- _Task data_
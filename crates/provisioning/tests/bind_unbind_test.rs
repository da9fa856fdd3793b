//! Binds and unbinds bare-metal ports end to end against a mock switch.

use bnp_types::{
    AccessParameters, AccessType, BindStatus, Credential, ManagementProtocol, PortProvisioning, Switch, SwitchPort,
    VALIDATION_SUCCESS,
};
use provisioning::snmp_driver::{
    OID_CHASSIS_MAC, OID_IF_DESCR, OID_IF_INDEX, OID_IF_OPER_STATUS, OID_IF_TYPE, OID_VLAN_CREATE,
    OID_VLAN_EGRESS_PORT, ROW_CREATE_AND_GO,
};
use provisioning::store::{CredentialStore, PortMappingStore, SwitchStore};
use provisioning::{
    InMemoryInventory, PortBindRequest, ProvisioningConfig, ProvisioningError, ProvisioningManager,
    ProvisioningOrchestrator,
};
use snmp_client::{MockSnmpAgent, Oid, Value};
use std::sync::Arc;

const SWITCH_MAC: &str = "08:00:09:01:02:03";
const PORT_NAME: &str = "Ten-GigabitEthernet1/0/10";

fn column(base: &[u32], index: u32) -> Oid {
    Oid::new(base.to_vec()).unwrap().child(index)
}

/// A 24-port switch with an SVI that must never be picked
fn switch_agent() -> MockSnmpAgent {
    let agent = MockSnmpAgent::new();
    agent.insert(
        Oid::new(OID_CHASSIS_MAC.to_vec()).unwrap(),
        Value::OctetString(vec![0x08, 0x00, 0x09, 0x01, 0x02, 0x03]),
    );
    let mut interfaces: Vec<(u32, String, i64)> = (1..=24)
        .map(|i| (i, format!("Ten-GigabitEthernet1/0/{i}"), 6))
        .collect();
    interfaces.push((1000, "Vlan-interface1".to_string(), 136));
    for (ifindex, name, if_type) in interfaces {
        agent.insert(column(OID_IF_INDEX, ifindex), Value::Integer(i64::from(ifindex)));
        agent.insert(column(OID_IF_DESCR, ifindex), Value::OctetString(name.into_bytes()));
        agent.insert(column(OID_IF_TYPE, ifindex), Value::Integer(if_type));
        agent.insert(column(OID_IF_OPER_STATUS, ifindex), Value::Integer(1));
    }
    agent
}

struct Fixture {
    agent: MockSnmpAgent,
    store: Arc<InMemoryInventory>,
    orchestrator: ProvisioningOrchestrator<InMemoryInventory>,
    switch: Switch,
}

async fn fixture() -> Fixture {
    let agent = switch_agent();
    let store = Arc::new(InMemoryInventory::new());
    store
        .add_credential(Credential {
            id: uuid::Uuid::new_v4(),
            name: "tor-community".to_string(),
            access: AccessParameters::SnmpV2c {
                write_community: "private".to_string(),
            },
        })
        .await
        .unwrap();
    let switch = store
        .add_switch(Switch {
            id: uuid::Uuid::new_v4(),
            name: "tor-1".to_string(),
            vendor: "hpe".to_string(),
            family: None,
            ip_address: "192.0.2.10".parse().unwrap(),
            mac_address: SWITCH_MAC.to_string(),
            management_protocol: ManagementProtocol::SnmpV2c,
            credentials: "tor-community".to_string(),
            port_provisioning: PortProvisioning::Enabled,
            validation_result: None,
        })
        .await
        .unwrap();

    let manager = ProvisioningManager::from_config(&ProvisioningConfig::default(), Arc::new(agent.clone()));
    let orchestrator = ProvisioningOrchestrator::new(Arc::new(manager), Arc::clone(&store));
    Fixture {
        agent,
        store,
        orchestrator,
        switch,
    }
}

fn request(port_id: &str, segmentation_id: u32, switch_mac: &str, port_name: &str) -> PortBindRequest {
    PortBindRequest {
        neutron_port_id: port_id.to_string(),
        segmentation_id,
        access_type: AccessType::Access,
        lag_id: None,
        switchports: vec![SwitchPort {
            port_id: port_name.to_string(),
            switch_id: switch_mac.to_string(),
            switch_info: None,
            ifindex: None,
        }],
    }
}

#[tokio::test]
async fn test_bind_then_unbind_round_trip() {
    let f = fixture().await;

    let mapping = f
        .orchestrator
        .bind_port(&request("port-1", 100, "08-00-09-01-02-03", PORT_NAME))
        .await
        .unwrap();
    assert_eq!(mapping.ifindex, 10);
    assert_eq!(mapping.switch_id, f.switch.id);
    assert_eq!(mapping.switch_port_name, PORT_NAME);

    let sets = f.agent.sets();
    assert_eq!(sets.len(), 2);
    assert_eq!(sets[0].oid, column(OID_VLAN_CREATE, 100));
    assert_eq!(sets[0].value, Value::Integer(ROW_CREATE_AND_GO));
    assert_eq!(
        f.agent.value(&column(OID_VLAN_EGRESS_PORT, 100)),
        Some(Value::OctetString(vec![0x00, 0x40]))
    );

    let network_port = f.store.get_network_port("port-1").await.unwrap().unwrap();
    assert_eq!(network_port.segmentation_id, 100);
    assert_eq!(network_port.bind_status, BindStatus::Success);
    let switch = f.store.get_switch(f.switch.id).await.unwrap().unwrap();
    assert_eq!(switch.validation_result.as_deref(), Some(VALIDATION_SUCCESS));

    f.orchestrator.unbind_port("port-1").await.unwrap();

    assert_eq!(
        f.agent.value(&column(OID_VLAN_EGRESS_PORT, 100)),
        Some(Value::OctetString(vec![0x00, 0x00]))
    );
    assert_eq!(f.agent.sets().len(), 3, "unbind writes only the egress bitmap");
    assert_eq!(
        f.agent.value(&column(OID_VLAN_CREATE, 100)),
        Some(Value::Integer(ROW_CREATE_AND_GO))
    );
    assert!(f.store.get_mapping("port-1").await.unwrap().is_none());
    assert!(f.store.get_network_port("port-1").await.unwrap().is_none());
}

#[tokio::test]
async fn test_second_port_on_vlan_keeps_first_member() {
    let f = fixture().await;

    f.orchestrator
        .bind_port(&request("port-1", 200, SWITCH_MAC, "Ten-GigabitEthernet1/0/1"))
        .await
        .unwrap();
    f.orchestrator
        .bind_port(&request("port-2", 200, SWITCH_MAC, "Ten-GigabitEthernet1/0/9"))
        .await
        .unwrap();

    let creates = f
        .agent
        .sets()
        .iter()
        .filter(|set| set.oid == column(OID_VLAN_CREATE, 200))
        .count();
    assert_eq!(creates, 1, "the VLAN is created once");
    assert_eq!(
        f.agent.value(&column(OID_VLAN_EGRESS_PORT, 200)),
        Some(Value::OctetString(vec![0x80, 0x80]))
    );
    assert_eq!(f.store.get_network_ports_by_segmentation_id(200).await.unwrap().len(), 2);

    f.orchestrator.unbind_port("port-1").await.unwrap();
    assert_eq!(
        f.agent.value(&column(OID_VLAN_EGRESS_PORT, 200)),
        Some(Value::OctetString(vec![0x00, 0x80]))
    );
}

#[tokio::test]
async fn test_bind_fails_before_any_set() {
    let f = fixture().await;

    let unknown_switch = f
        .orchestrator
        .bind_port(&request("port-1", 100, "08:00:09:0a:0b:0c", PORT_NAME))
        .await;
    assert!(matches!(unknown_switch, Err(ProvisioningError::SwitchNotFound(_))));

    let unknown_port = f
        .orchestrator
        .bind_port(&request("port-1", 100, SWITCH_MAC, "Vlan-interface1"))
        .await;
    assert!(matches!(unknown_port, Err(ProvisioningError::PhysicalPortNotFound { .. })));

    let bad_vlan = f.orchestrator.bind_port(&request("port-1", 4095, SWITCH_MAC, PORT_NAME)).await;
    assert!(matches!(bad_vlan, Err(ProvisioningError::Model(_))));

    let mut no_links = request("port-1", 100, SWITCH_MAC, PORT_NAME);
    no_links.switchports.clear();
    assert!(matches!(
        f.orchestrator.bind_port(&no_links).await,
        Err(ProvisioningError::InvalidRequest(_))
    ));
    assert!(matches!(
        f.orchestrator.check_port(&no_links).await,
        Err(ProvisioningError::InvalidRequest(_))
    ));

    assert!(f.agent.sets().is_empty());
}

#[tokio::test]
async fn test_disabled_switch_and_mac_mismatch_are_refused() {
    let f = fixture().await;
    let mut switch = f.switch.clone();
    switch.port_provisioning = PortProvisioning::Disabled;
    f.store.update_switch(switch.clone()).await.unwrap();

    let result = f.orchestrator.bind_port(&request("port-1", 100, SWITCH_MAC, PORT_NAME)).await;
    assert!(matches!(result, Err(ProvisioningError::ProvisioningDisabled(_))));
    assert_eq!(
        f.orchestrator
            .bind_port_status(&request("port-1", 100, SWITCH_MAC, PORT_NAME))
            .await,
        BindStatus::Failure
    );

    switch.port_provisioning = PortProvisioning::Enabled;
    f.store.update_switch(switch).await.unwrap();
    f.agent.insert(
        Oid::new(OID_CHASSIS_MAC.to_vec()).unwrap(),
        Value::OctetString(vec![0x08, 0x00, 0x09, 0x01, 0x02, 0xff]),
    );
    let result = f.orchestrator.check_port(&request("port-1", 100, SWITCH_MAC, PORT_NAME)).await;
    match result {
        Err(ProvisioningError::MacMismatch { actual, .. }) => assert_eq!(actual, "08:00:09:01:02:ff"),
        other => panic!("unexpected result {other:?}"),
    }
    assert!(f.agent.sets().is_empty());
}

#[tokio::test]
async fn test_rebind_and_unknown_unbind() {
    let f = fixture().await;
    assert_eq!(
        f.orchestrator
            .bind_port_status(&request("port-1", 100, SWITCH_MAC, PORT_NAME))
            .await,
        BindStatus::Success
    );

    let again = f.orchestrator.bind_port(&request("port-1", 101, SWITCH_MAC, PORT_NAME)).await;
    assert!(matches!(again, Err(ProvisioningError::InvalidRequest(_))));

    let missing = f.orchestrator.unbind_port("port-404").await;
    assert!(matches!(missing, Err(ProvisioningError::MappingNotFound(_))));
}

#[tokio::test]
async fn test_unreachable_switch_keeps_mapping_on_unbind() {
    let f = fixture().await;
    f.orchestrator
        .bind_port(&request("port-1", 100, SWITCH_MAC, PORT_NAME))
        .await
        .unwrap();

    f.agent.set_unreachable(true);
    let result = f.orchestrator.unbind_port("port-1").await;
    assert!(matches!(result, Err(ProvisioningError::Driver(_))));
    assert!(f.store.get_mapping("port-1").await.unwrap().is_some());
    assert!(
        !f.store
            .get_credential_by_name_and_protocol("tor-community", ManagementProtocol::SnmpV2c)
            .await
            .unwrap()
            .is_empty()
    );
}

- _Exercise brief_
If the word "ManagementProtocol" appears in a line above, copy that line.

- _Worked solution_
    AccessParameters, AccessType, BindStatus, Credential, ManagementProtocol, PortProvisioning, Switch, SwitchPort,
            management_protocol: ManagementProtocol::SnmpV2c,
            .get_credential_by_name_and_protocol("tor-community", ManagementProtocol::SnmpV2c)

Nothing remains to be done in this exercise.